One day when I was about 15, father asked me to cycle to the grocery shop nearby to get something. Back then, we were staying in Kuantan at this place called Tmn Tunas Jaya. It's kinda rare to get these kind of chances as we never had our own bicycle. That too belongs to my 3rd sis - Haanusia. So with all my might and excitement, I cycled to the shop. Ahaa.. this was a golden opportunity to show off some of my cycling skills. So i increased my gear and cycled everywhere. I know father will be waiting, but that's secondary for now. I was cycling at one of the back alleys when a disaster was about to happen. I overlooked at this one place where it was full of sand and all of sudden my bicycle skidded and the next thing I knew... I was down in the drain and the best part was the bicycle was right on top of me- in the drain too. :(
Two very kind-hearted Indian aunties rushed to my aid and got me off the drain. I had scratches all over my arms and legs, and it hurt badly. Ouch! I dare not cycle after the fall, so I jus pushed the bicycle back home. When I arrived home, I got nice nagging from my dad for being so careless. So this time, he decided to send my twin, Shantini. So heroically, Shantini left with assurance that she is gonna get back with the stuffs my dad wanted. We waited....
A while later, Shantini returned. And Guess What??!!! She fell down too!! and the worst part.... Exactly at the same place! Whoaaa.. what a twin thing... I couldn't help laughing though I know it was quite mean of me to do so. But that was so hilarious. Imagine we fell at the exact same spot and she was down the drain too! hahahaha...
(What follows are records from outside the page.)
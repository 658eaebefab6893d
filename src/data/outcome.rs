//! Outcome type - the result of a computation that may fail.
//!
//! `Outcome<T, E>` is either a `Success(T)` or a `Failure(E)`. It plays the
//! same role as `std::result::Result` and converts to and from it, but
//! takes part in the shared [`Functor`] / [`Applicative`] / [`Monad`]
//! interface and adds [`Outcome::catching`], which turns a panicking
//! closure into a `Failure`.
//!
//! In a chain of `flat_map` calls the first `Failure` skips every later
//! step.
//!
//! # Examples
//!
//! ```rust
//! use endofunk::data::Outcome;
//! use endofunk::typeclass::Monad;
//!
//! fn divide(numerator: i32, denominator: i32) -> Outcome<i32, String> {
//!     if denominator == 0 {
//!         Outcome::Failure("division by zero".to_string())
//!     } else {
//!         Outcome::Success(numerator / denominator)
//!     }
//! }
//!
//! let result = divide(100, 5).flat_map(|n| divide(n, 2));
//! assert_eq!(result, Outcome::Success(10));
//!
//! let result = divide(100, 0).flat_map(|n| divide(n, 2));
//! assert_eq!(result, Outcome::Failure("division by zero".to_string()));
//! ```

use std::fmt;
use std::panic::{self, UnwindSafe};

use super::Fault;
use crate::typeclass::{Applicative, Bifunctor, Functor, Monad, TypeConstructor};

/// The result of a computation: `Success(T)` or `Failure(E)`.
#[derive(Debug, Clone, Copy, PartialEq, Eq, PartialOrd, Ord, Hash)]
#[cfg_attr(feature = "serde", derive(serde::Serialize, serde::Deserialize))]
pub enum Outcome<T, E> {
    /// The computation produced a value.
    Success(T),
    /// The computation failed.
    Failure(E),
}

impl<T, E> Outcome<T, E> {
    /// Runs a fallible closure and captures its result.
    ///
    /// # Examples
    ///
    /// ```rust
    /// use endofunk::data::Outcome;
    ///
    /// let parsed = Outcome::attempt(|| "12".parse::<u8>());
    /// assert_eq!(parsed, Outcome::Success(12));
    /// ```
    #[inline]
    pub fn attempt<F>(function: F) -> Self
    where
        F: FnOnce() -> Result<T, E>,
    {
        function().into()
    }

    /// Returns `true` if this is a `Success`.
    #[inline]
    pub const fn is_success(&self) -> bool {
        matches!(self, Self::Success(_))
    }

    /// Returns `true` if this is a `Failure`.
    #[inline]
    pub const fn is_failure(&self) -> bool {
        matches!(self, Self::Failure(_))
    }

    /// Returns the success value, if any.
    #[inline]
    pub fn success(self) -> Option<T> {
        match self {
            Self::Success(value) => Some(value),
            Self::Failure(_) => None,
        }
    }

    /// Returns the failure value, if any.
    #[inline]
    pub fn failure(self) -> Option<E> {
        match self {
            Self::Success(_) => None,
            Self::Failure(error) => Some(error),
        }
    }

    /// Borrows both sides, turning `&Outcome<T, E>` into `Outcome<&T, &E>`.
    #[inline]
    pub const fn as_ref(&self) -> Outcome<&T, &E> {
        match self {
            Self::Success(value) => Outcome::Success(value),
            Self::Failure(error) => Outcome::Failure(error),
        }
    }

    /// Transforms the failure value, leaving a success untouched.
    #[inline]
    pub fn map_failure<G, F>(self, function: F) -> Outcome<T, G>
    where
        F: FnOnce(E) -> G,
    {
        match self {
            Self::Success(value) => Outcome::Success(value),
            Self::Failure(error) => Outcome::Failure(function(error)),
        }
    }

    /// Eliminates the `Outcome`. The success handler comes first.
    ///
    /// # Examples
    ///
    /// ```rust
    /// use endofunk::data::Outcome;
    ///
    /// let done: Outcome<u32, String> = Outcome::Success(3);
    /// assert_eq!(done.fold(|n| n + 1, |error| error.len() as u32), 4);
    /// ```
    #[inline]
    pub fn fold<R, F, G>(self, on_success: F, on_failure: G) -> R
    where
        F: FnOnce(T) -> R,
        G: FnOnce(E) -> R,
    {
        match self {
            Self::Success(value) => on_success(value),
            Self::Failure(error) => on_failure(error),
        }
    }

    /// Runs one of two handlers for its side effect.
    #[inline]
    pub fn match_with<F, G>(self, on_success: F, on_failure: G)
    where
        F: FnOnce(T),
        G: FnOnce(E),
    {
        self.fold(on_success, on_failure);
    }

    /// Converts into the standard library's `Result`.
    #[inline]
    pub fn into_result(self) -> Result<T, E> {
        self.into()
    }
}

impl<T> Outcome<T, Fault> {
    /// Runs `function`, turning a panic into `Failure(Fault)`.
    ///
    /// The panic message is kept in the fault and logged at `warn` level.
    /// The process-wide panic hook still runs, so the message is also
    /// printed to stderr unless the hook has been replaced.
    ///
    /// # Examples
    ///
    /// ```rust
    /// use endofunk::data::Outcome;
    ///
    /// let value = Outcome::catching(|| 2 + 2);
    /// assert_eq!(value, Outcome::Success(4));
    ///
    /// let items: Vec<i32> = Vec::new();
    /// let failed = Outcome::catching(|| items[3]);
    /// assert!(failed.is_failure());
    /// ```
    pub fn catching<F>(function: F) -> Self
    where
        F: FnOnce() -> T + UnwindSafe,
    {
        match panic::catch_unwind(function) {
            Ok(value) => Self::Success(value),
            Err(payload) => {
                let fault = Fault::from_panic(payload.as_ref());
                tracing::warn!(fault = %fault.message, "caught panic");
                Self::Failure(fault)
            }
        }
    }
}

impl<T, E> Outcome<Outcome<T, E>, E> {
    /// Removes one level of nesting.
    #[inline]
    pub fn flatten(self) -> Outcome<T, E> {
        match self {
            Self::Success(inner) => inner,
            Self::Failure(error) => Outcome::Failure(error),
        }
    }
}

impl<T, E> TypeConstructor for Outcome<T, E> {
    type Inner = T;
    type WithType<B> = Outcome<B, E>;
}

impl<T, E> Functor for Outcome<T, E> {
    #[inline]
    fn fmap<B, F>(self, function: F) -> Outcome<B, E>
    where
        F: FnOnce(T) -> B,
    {
        match self {
            Self::Success(value) => Outcome::Success(function(value)),
            Self::Failure(error) => Outcome::Failure(error),
        }
    }
}

impl<T, E> Applicative for Outcome<T, E> {
    #[inline]
    fn pure<B>(value: B) -> Outcome<B, E> {
        Outcome::Success(value)
    }

    #[inline]
    fn map2<B, C, F>(self, other: Outcome<B, E>, function: F) -> Outcome<C, E>
    where
        F: FnOnce(T, B) -> C,
    {
        match (self, other) {
            (Self::Success(a), Outcome::Success(b)) => Outcome::Success(function(a, b)),
            (Self::Failure(error), _) | (_, Outcome::Failure(error)) => Outcome::Failure(error),
        }
    }

    #[inline]
    fn map3<B, C, D, F>(
        self,
        second: Outcome<B, E>,
        third: Outcome<C, E>,
        function: F,
    ) -> Outcome<D, E>
    where
        F: FnOnce(T, B, C) -> D,
    {
        self.map2(second, |a, b| (a, b))
            .map2(third, |(a, b), c| function(a, b, c))
    }
}

impl<T, E> Monad for Outcome<T, E> {
    #[inline]
    fn flat_map<B, F>(self, function: F) -> Outcome<B, E>
    where
        F: FnOnce(T) -> Outcome<B, E>,
    {
        match self {
            Self::Success(value) => function(value),
            Self::Failure(error) => Outcome::Failure(error),
        }
    }
}

impl<T, E> Bifunctor<E, T> for Outcome<T, E> {
    type Target<C, D> = Outcome<D, C>;

    #[inline]
    fn bimap<C, D, F, G>(self, first_function: F, second_function: G) -> Outcome<D, C>
    where
        F: FnOnce(E) -> C,
        G: FnOnce(T) -> D,
    {
        match self {
            Self::Success(value) => Outcome::Success(second_function(value)),
            Self::Failure(error) => Outcome::Failure(first_function(error)),
        }
    }
}

impl<T: fmt::Display, E: fmt::Display> fmt::Display for Outcome<T, E> {
    fn fmt(&self, formatter: &mut fmt::Formatter<'_>) -> fmt::Result {
        match self {
            Self::Success(value) => write!(formatter, "Success({value})"),
            Self::Failure(error) => write!(formatter, "Failure({error})"),
        }
    }
}

impl<T, E> From<Result<T, E>> for Outcome<T, E> {
    #[inline]
    fn from(result: Result<T, E>) -> Self {
        match result {
            Ok(value) => Self::Success(value),
            Err(error) => Self::Failure(error),
        }
    }
}

impl<T, E> From<Outcome<T, E>> for Result<T, E> {
    #[inline]
    fn from(outcome: Outcome<T, E>) -> Self {
        match outcome {
            Outcome::Success(value) => Ok(value),
            Outcome::Failure(error) => Err(error),
        }
    }
}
We still think about moments like this and laugh out hysterically. It was really fun growing up with each other. All our mischievous acts. Stay tune for more chapters from our "Being Twins" e-journal.
Twin No.1
Wednesday, August 19, 2009
Truth Materializing Into Gains
Swami often says:
When you seek the Truth, you are seeking God. Truth is God. Truth exists; so too, God exists. Truth must be considered as life giving as breath itself. Just as a person with no breath in him becomes useless, life without Truth is useless and becomes a dwelling place of strife and grief. Believe that there is nothing greater than Truth; nothing more precious, nothing sweeter and nothing more lasting. Wherever Truth is followed, there lives Dharma. There is no Dharma higher than Truth. There is no morality higher than Truth. Through Truth, you can experience love; through love you can visualize Truth.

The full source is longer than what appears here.